Qual poderá ser o impacto ao nível do PIB ?

Neste momento é muito difícil fazer qualquer estimativa. Não tenho muitas certezas se poderá haver uma grande queda no crescimento económico na Polónia, porque a Rússia não é nossa parceira principal. O nosso comércio internacional centra-se na União Europeia e nos Estados Unidos e assim as nossas exportações continuarão elevadas. O problema está no petróleo e no gás, carvão e nos recursos naturais. Devemos lembrar que a Rússia também é um dos maiores produtores de trigo e grão, o que pode representar um problema para produtos normais, como pão ou arroz, não apenas para a Polónia mas para a Europa.

A Polónia é um país europeu com moeda própria. Isto é uma vantagem ou representa uma fragilidade que pode fazer regressar o tema da possivel entrada na zona euro ?

Sou totalmente a favor da entrada na zona euro. É a hora de realmente falar seriamente sobre essa entrada e, no actual contexto, talvez pudéssemos encurtar o processo. E como a Ucrânia agora quer ser um país membro da União Europeia, este também é um bom momento para a Polónia dizer que também quer estar no Euro. Isto tem dois lados. Por um lado, fazer parte de um grande projeto como a zona euro e ter uma moeda comum é algo que pode nos ajudar por causa da estabilidade. Mas por outro lado, podemos observar que a nossa moeda não está tão forte. Temos que pagar cada vez mais por cada dólar, mas por outro lado é bom para nossa exportação, porque se exportarmos recebemos mais dólares e euros pelos nossos produtos e trocando pela nossa moeda até conseguimos mais com o mesmo preço. Então não é assim tão fácil avançar porque, durante a crise pandémica, o facto da Polónia ter a sua própria moeda foi algo que nos ajudou.

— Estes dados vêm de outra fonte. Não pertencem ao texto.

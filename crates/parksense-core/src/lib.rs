// crates/parksense-core/src/lib.rs
// ============================================================================
// Module: ParkSense Core Library
// Description: Public API surface for the ParkSense customer dashboard.
// Purpose: Expose the slot model, interface seams, and release workflow.
// Dependencies: crate::{core, interfaces, runtime}
// ============================================================================

//! ## Overview
//! ParkSense core models a 24-slot parking lot and the customer dashboard that
//! shows it. It hydrates the signed-in user's allocation from session facts,
//! renders the lot, and releases the allocated slot through a confirmation
//! gate and a single call to the remote slot authority. All I/O goes through
//! the traits in [`interfaces`].
//! Invariants:
//! - At most one slot in the grid is booked, and it is the user's slot.
//! - Local state changes only after the authority confirms a release.

// ============================================================================
// SECTION: Modules
// ============================================================================

pub mod core;
pub mod interfaces;
pub mod runtime;

// ============================================================================
// SECTION: Re-Exports
// ============================================================================

pub use crate::core::*;

pub use interfaces::AuthorityError;
pub use interfaces::Navigator;
pub use interfaces::ReleaseAck;
pub use interfaces::ReleaseAuthority;
pub use interfaces::SessionError;
pub use interfaces::SessionStore;
pub use runtime::ConfirmPrompt;
pub use runtime::Dashboard;
pub use runtime::DashboardLoad;
pub use runtime::DashboardView;
pub use runtime::Hydration;
pub use runtime::InMemorySessionStore;
pub use runtime::ReleaseAction;
pub use runtime::ReleaseCoordinator;
pub use runtime::ReleaseError;
pub use runtime::ReleaseNotice;
pub use runtime::ReleaseOutcome;
pub use runtime::ReleaseState;
pub use runtime::SlotView;
pub use runtime::TransitionError;
pub use runtime::UserInfo;
pub use runtime::hydrate;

Esta situação poderá pressionar alguns sectores em particular. A pandemia deve ter tido um forte impacto nos sistemas de saúde e nas despesas nessa área. Por outro lado vocês têm aqui agora muitas crianças e mulheres, o que levanta também o desafio da educação, que leva sempre uma grande parcela da despesa em termos do Estado. O que nos pode antecipar nessas áreas ?

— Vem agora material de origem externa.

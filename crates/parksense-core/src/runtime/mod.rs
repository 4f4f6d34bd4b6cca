// crates/parksense-core/src/runtime/mod.rs
// ============================================================================
// Module: ParkSense Runtime
// Description: Hydration, release workflow, dashboard, and view projection.
// Purpose: Execute the dashboard's lifecycle over the interface seams.
// Dependencies: crate::{core, interfaces}
// ============================================================================

//! ## Overview
//! The runtime hydrates session facts, drives the release state machine, and
//! keeps the slot grid consistent with the remote authority's answers.

// ============================================================================
// SECTION: Submodules
// ============================================================================

pub mod dashboard;
pub mod hydrate;
pub mod release;
pub mod store;
pub mod view;

// ============================================================================
// SECTION: Re-Exports
// ============================================================================

pub use dashboard::Dashboard;
pub use dashboard::DashboardLoad;
pub use hydrate::Hydration;
pub use hydrate::hydrate;
pub use release::ReleaseAction;
pub use release::ReleaseCoordinator;
pub use release::ReleaseError;
pub use release::ReleaseOutcome;
pub use release::ReleaseState;
pub use release::TransitionError;
pub use store::InMemorySessionStore;
pub use view::ConfirmPrompt;
pub use view::DashboardView;
pub use view::ReleaseNotice;
pub use view::SlotView;
pub use view::UserInfo;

Ao nível local, os gastos são tomados em mais de metade pelas escolas. Na saúde, a pandemia mostrou-nos que o nosso sistema estava pronto para lidar com o coronavírus e agora estamos preparados para lidar com 1 milhão, 2 milhões ou até mais refugiados. Provavelmente, a nossa economia e o nosso sistema de saúde vão conseguir lidar com isso.

E quanto às despesas militares, é ou não factor importante para a Polónia?

Sim. Nos anos anteriores gastámos mais de 2% do PIB neste setor. Ainda há muitas coisas para fazer, especialmente adquirir alguns navios e novos equipamentos para os soldados. Mas fazemos parte da NATO e essa é a principal vantagem que nos permite ainda sentir seguros.

Os fundos europeus estão em reequação devido à cisão política entre Bruxelas e Varsóvia. Mas em que tipo de áreas seria importante apostar neste contexto ?

Na educação e em saúde. Temos que preparar os lugares para crianças ucranianas em todos os níveis escolares e precisamos especialmente de pessoas que falem ucraniano nalguns cursos. Mas estes fundos europeus, neste primeiro período, devem ser gastos em habitação, na preparação desses lugares para os refugiados. Há um grande número de pessoas que abriram as suas casas ou apartamentos inteiros de forma gratuita. As pessoas, de forma privada, serão os anfitriões dos refugiados, não apenas por uma semana ou duas semanas ou um mês ou talvez até um ano ou mais.